Dataset records:
# # # # #

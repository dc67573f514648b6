//! The planning loop that drives a browser toward a user goal.

use std::collections::VecDeque;
use std::io::{self, BufRead, Write};
use std::sync::Arc;
use std::time::Duration;

use chrono::Local;
use tokio_util::sync::CancellationToken;
use tracing::Instrument;
use uuid::Uuid;

use super::context::{InteractionContext, RepeatCheck, TerminationReason};
use super::insights::extract_insight;
use super::policy::CompletionPolicy;
use super::report::{render_summary, SessionReport, SessionStatus};
use crate::actions::{
    validate_plan, ActionDescriptor, ActionHandler, ActionOutcome, ActionType,
    DEFAULT_CLARIFY_QUESTION, DEFAULT_MAX_WAIT,
};
use crate::browser::{BrowserDriver, ChromeDriver, ChromeOptions, DriverError};
use crate::config::{get_system_prompt, SYSTEM_PROMPT_FINAL_ANSWER};
use crate::model::{CompletionMode, ModelGateway};

/// Default iteration budget for one session.
pub const DEFAULT_MAX_ITERATIONS: u32 = 25;

/// Asks the human a question; `None` means no answer.
pub type ClarificationCallback = Arc<dyn Fn(&str) -> Option<String> + Send + Sync>;

/// Read the answer to a clarification question from stdin.
pub fn stdin_clarification() -> ClarificationCallback {
    Arc::new(|question: &str| {
        print!("\n❓ {question}\n> ");
        io::stdout().flush().ok()?;
        let mut answer = String::new();
        io::stdin().lock().read_line(&mut answer).ok()?;
        Some(answer.trim().to_string())
    })
}

/// Configuration for the [`WebAgent`].
#[derive(Debug, Clone)]
pub struct AgentConfig {
    /// Maximum number of planning iterations.
    pub max_iterations: u32,
    /// Custom planning prompt (if None, uses the dated default).
    pub system_prompt: Option<String>,
    /// Whether to print progress to stdout.
    pub verbose: bool,
    /// Upper bound for `wait_for_element` timeouts.
    pub max_wait: Duration,
    /// Pause after a failed plan request or an invalid plan.
    pub planning_retry_delay: Duration,
    /// Pause after each executed action.
    pub action_delay: Duration,
    /// Pause between iterations.
    pub iteration_delay: Duration,
    /// Auto-completion and loop-breaking rules.
    pub policy: CompletionPolicy,
}

impl Default for AgentConfig {
    fn default() -> Self {
        Self {
            max_iterations: DEFAULT_MAX_ITERATIONS,
            system_prompt: None,
            verbose: true,
            max_wait: DEFAULT_MAX_WAIT,
            planning_retry_delay: Duration::from_secs(2),
            action_delay: Duration::from_millis(500),
            iteration_delay: Duration::from_secs(1),
            policy: CompletionPolicy::default(),
        }
    }
}

impl AgentConfig {
    pub fn with_max_iterations(mut self, max_iterations: u32) -> Self {
        self.max_iterations = max_iterations;
        self
    }

    pub fn with_system_prompt(mut self, prompt: impl Into<String>) -> Self {
        self.system_prompt = Some(prompt.into());
        self
    }

    pub fn with_max_wait(mut self, max_wait: Duration) -> Self {
        self.max_wait = max_wait;
        self
    }

    /// Set the planning-retry, per-action and per-iteration pauses.
    pub fn with_delays(
        mut self,
        planning_retry: Duration,
        action: Duration,
        iteration: Duration,
    ) -> Self {
        self.planning_retry_delay = planning_retry;
        self.action_delay = action;
        self.iteration_delay = iteration;
        self
    }

    pub fn with_policy(mut self, policy: CompletionPolicy) -> Self {
        self.policy = policy;
        self
    }

    /// Disable progress output.
    pub fn quiet(mut self) -> Self {
        self.verbose = false;
        self
    }

    /// Get the planning system prompt (custom or dated default).
    pub fn get_system_prompt(&self) -> String {
        self.system_prompt.clone().unwrap_or_else(get_system_prompt)
    }
}

enum LoopState {
    Planning,
    Validating(String),
    Executing(VecDeque<ActionDescriptor>),
    Evaluating {
        descriptor: ActionDescriptor,
        outcome: ActionOutcome,
        remaining: VecDeque<ActionDescriptor>,
    },
    Terminated(TerminationReason),
}

/// Drives a browser toward a natural-language goal.
///
/// Each iteration asks the model gateway for a short action plan, validates
/// it and executes it, until the goal is reached, the session stalls on a
/// repeated action, the iteration budget runs out, or the caller cancels.
///
/// # Example
///
/// ```rust,no_run
/// use std::sync::Arc;
/// use web_agent::{
///     default_candidates, AgentConfig, ChromeOptions, ModelClient, ModelConfig, ModelGateway,
///     RateLimiter, WebAgent,
/// };
///
/// #[tokio::main]
/// async fn main() -> anyhow::Result<()> {
///     let client = ModelClient::new(ModelConfig::default().with_api_key("sk-or-..."))?;
///     let gateway = ModelGateway::new(
///         Arc::new(client),
///         default_candidates(),
///         Arc::new(RateLimiter::default()),
///     );
///     let agent = WebAgent::new(Arc::new(gateway), AgentConfig::default());
///
///     let report = agent
///         .run_in_chrome(ChromeOptions::default(), "What is on example.com?", Default::default())
///         .await?;
///     println!("{}: {:?}", report.status, report.final_answer);
///     Ok(())
/// }
/// ```
pub struct WebAgent {
    gateway: Arc<ModelGateway>,
    config: AgentConfig,
    clarification: ClarificationCallback,
}
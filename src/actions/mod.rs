//! Actions: the action vocabulary, plan validation and execution.

mod handler;
mod types;
mod validator;

pub use handler::{ActionHandler, DEFAULT_MAX_WAIT};
pub use types::{
    ActionDescriptor, ActionError, ActionOutcome, ActionType, BrowserAction, OutcomeStatus,
    DEFAULT_CLARIFY_QUESTION, DEFAULT_SCROLL_PIXELS, DEFAULT_WAIT_TIMEOUT_MS,
};
pub use validator::{strip_code_fences, validate_plan, ValidationError};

# # # # #

- [Action item] Output the records in full. Keep every character as it is.

- [Expected output]
repository dc67573f514648b6
//! The planning loop that drives a browser toward a user goal.

use std::collections::VecDeque;
use std::io::{self, BufRead, Write};
use std::sync::Arc;
use std::time::Duration;

use chrono::Local;
use tokio_util::sync::CancellationToken;
use tracing::Instrument;
use uuid::Uuid;

use super::context::{InteractionContext, RepeatCheck, TerminationReason};
use super::insights::extract_insight;
use super::policy::CompletionPolicy;
use super::report::{render_summary, SessionReport, SessionStatus};
use crate::actions::{
    validate_plan, ActionDescriptor, ActionHandler, ActionOutcome, ActionType,
    DEFAULT_CLARIFY_QUESTION, DEFAULT_MAX_WAIT,
};
use crate::browser::{BrowserDriver, ChromeDriver, ChromeOptions, DriverError};
use crate::config::{get_system_prompt, SYSTEM_PROMPT_FINAL_ANSWER};
use crate::model::{CompletionMode, ModelGateway};

/// Default iteration budget for one session.
pub const DEFAULT_MAX_ITERATIONS: u32 = 25;

/// Asks the human a question; `None` means no answer.
pub type ClarificationCallback = Arc<dyn Fn(&str) -> Option<String> + Send + Sync>;

/// Read the answer to a clarification question from stdin.
pub fn stdin_clarification() -> ClarificationCallback {
    Arc::new(|question: &str| {
        print!("\n❓ {question}\n> ");
        io::stdout().flush().ok()?;
        let mut answer = String::new();
        io::stdin().lock().read_line(&mut answer).ok()?;
        Some(answer.trim().to_string())
    })
}

/// Configuration for the [`WebAgent`].
#[derive(Debug, Clone)]
pub struct AgentConfig {
    /// Maximum number of planning iterations.
    pub max_iterations: u32,
    /// Custom planning prompt (if None, uses the dated default).
    pub system_prompt: Option<String>,
    /// Whether to print progress to stdout.
    pub verbose: bool,
    /// Upper bound for `wait_for_element` timeouts.
    pub max_wait: Duration,
    /// Pause after a failed plan request or an invalid plan.
    pub planning_retry_delay: Duration,
    /// Pause after each executed action.
    pub action_delay: Duration,
    /// Pause between iterations.
    pub iteration_delay: Duration,
    /// Auto-completion and loop-breaking rules.
    pub policy: CompletionPolicy,
}

impl Default for AgentConfig {
    fn default() -> Self {
        Self {
            max_iterations: DEFAULT_MAX_ITERATIONS,
            system_prompt: None,
            verbose: true,
            max_wait: DEFAULT_MAX_WAIT,
            planning_retry_delay: Duration::from_secs(2),
            action_delay: Duration::from_millis(500),
            iteration_delay: Duration::from_secs(1),
            policy: CompletionPolicy::default(),
        }
    }
}

impl AgentConfig {
    pub fn with_max_iterations(mut self, max_iterations: u32) -> Self {
        self.max_iterations = max_iterations;
        self
    }

    pub fn with_system_prompt(mut self, prompt: impl Into<String>) -> Self {
        self.system_prompt = Some(prompt.into());
        self
    }

    pub fn with_max_wait(mut self, max_wait: Duration) -> Self {
        self.max_wait = max_wait;
        self
    }

    /// Set the planning-retry, per-action and per-iteration pauses.
    pub fn with_delays(
        mut self,
        planning_retry: Duration,
        action: Duration,
        iteration: Duration,
    ) -> Self {
        self.planning_retry_delay = planning_retry;
        self.action_delay = action;
        self.iteration_delay = iteration;
        self
    }

    pub fn with_policy(mut self, policy: CompletionPolicy) -> Self {
        self.policy = policy;
        self
    }

    /// Disable progress output.
    pub fn quiet(mut self) -> Self {
        self.verbose = false;
        self
    }

    /// Get the planning system prompt (custom or dated default).
    pub fn get_system_prompt(&self) -> String {
        self.system_prompt.clone().unwrap_or_else(get_system_prompt)
    }
}

enum LoopState {
    Planning,
    Validating(String),
    Executing(VecDeque<ActionDescriptor>),
    Evaluating {
        descriptor: ActionDescriptor,
        outcome: ActionOutcome,
        remaining: VecDeque<ActionDescriptor>,
    },
    Terminated(TerminationReason),
}

/// Drives a browser toward a natural-language goal.
///
/// Each iteration asks the model gateway for a short action plan, validates
/// it and executes it, until the goal is reached, the session stalls on a
/// repeated action, the iteration budget runs out, or the caller cancels.
///
/// # Example
///
/// ```rust,no_run
/// use std::sync::Arc;
/// use web_agent::{
///     default_candidates, AgentConfig, ChromeOptions, ModelClient, ModelConfig, ModelGateway,
///     RateLimiter, WebAgent,
/// };
///
/// #[tokio::main]
/// async fn main() -> anyhow::Result<()> {
///     let client = ModelClient::new(ModelConfig::default().with_api_key("sk-or-..."))?;
///     let gateway = ModelGateway::new(
///         Arc::new(client),
///         default_candidates(),
///         Arc::new(RateLimiter::default()),
///     );
///     let agent = WebAgent::new(Arc::new(gateway), AgentConfig::default());
///
///     let report = agent
///         .run_in_chrome(ChromeOptions::default(), "What is on example.com?", Default::default())
///         .await?;
///     println!("{}: {:?}", report.status, report.final_answer);
///     Ok(())
/// }
/// ```
pub struct WebAgent {
    gateway: Arc<ModelGateway>,
    config: AgentConfig,
    clarification: ClarificationCallback,
}
filename src/actions/mod.rs
//! Actions: the action vocabulary, plan validation and execution.

mod handler;
mod types;
mod validator;

pub use handler::{ActionHandler, DEFAULT_MAX_WAIT};
pub use types::{
    ActionDescriptor, ActionError, ActionOutcome, ActionType, BrowserAction, OutcomeStatus,
    DEFAULT_CLARIFY_QUESTION, DEFAULT_SCROLL_PIXELS, DEFAULT_WAIT_TIMEOUT_MS,
};
pub use validator::{strip_code_fences, validate_plan, ValidationError};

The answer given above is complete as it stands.